I was sad for Tucker, and sad for his owners, who have seen so much loss in the last few months. (Although sad themselves, they seemed to be taking it in stride, as many of the WWII generation do.) Last Saturday, Evelyn told me that they had been to eight funerals in the last three weeks. Her sister died in January, and their Aunt Madeline passed away at 100-and-three-months just after I moved in. (She was living in the downstairs apartment, and I was there when they took her away – with her second broken hip – in the ambulance for the last time just before Christmas.)
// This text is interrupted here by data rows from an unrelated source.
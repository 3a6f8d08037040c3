/// Log line recognition and normalization module
///
/// Turns one raw line into a `StructuredEvent`, or reports that the line is
/// not structured and should be passed through untouched.
///
/// # Architecture
///
/// - `traits.rs`: the `LogParser` trait shared by payload parsers
/// - `formats/`: JSON and logfmt payload parsers
/// - `classify.rs`: assigns the time/message/level roles
/// - `time.rs`: resolves timestamp values
/// - `prefix.rs`: known wrappers (`@cee: `, container runtimes, zap dev)
/// - `recognizer.rs`: the fixed recognizer chain
///
/// # Safety Guarantees
///
/// - Line size limits (oversized lines are never parsed)
/// - Binary safety (non-UTF8 input fails recognition instead of panicking)
/// - Fail closed (a partially decodable line is not recognized)

pub mod traits;
pub mod model;
pub mod classify;
pub mod time;
pub mod formats;
pub mod prefix;
pub mod recognizer;

// Re-export commonly used types
pub use traits::LogParser;
pub use model::{LogFormat, ParseError, RoleKeys, StructuredEvent};
pub use classify::{FieldCandidates, FieldValue};
pub use recognizer::Recognizer;

// Constants
pub const MAX_LINE_SIZE: usize = 1_048_576; // 1MB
My paternal grandmother had to move out of her home of nearly forty years last month, and into an assisted living facility near my parents. She has attended increasing numbers of funerals herself, as her contemporaries’ memories and independence give way a little more with each passing month. It will be decades before my generation is faced with the same dilemma, but I wonder how much the current trend of generational segregation is going to affect how gracefully we cope. I hope I can breach those walls a little and learn from my elders now, listening to their stories (however many times in a row) and advice, and do what little I can to help them through their own transition – even if it means helping lift a stinky greasy old Labrador up for his final ride in the car.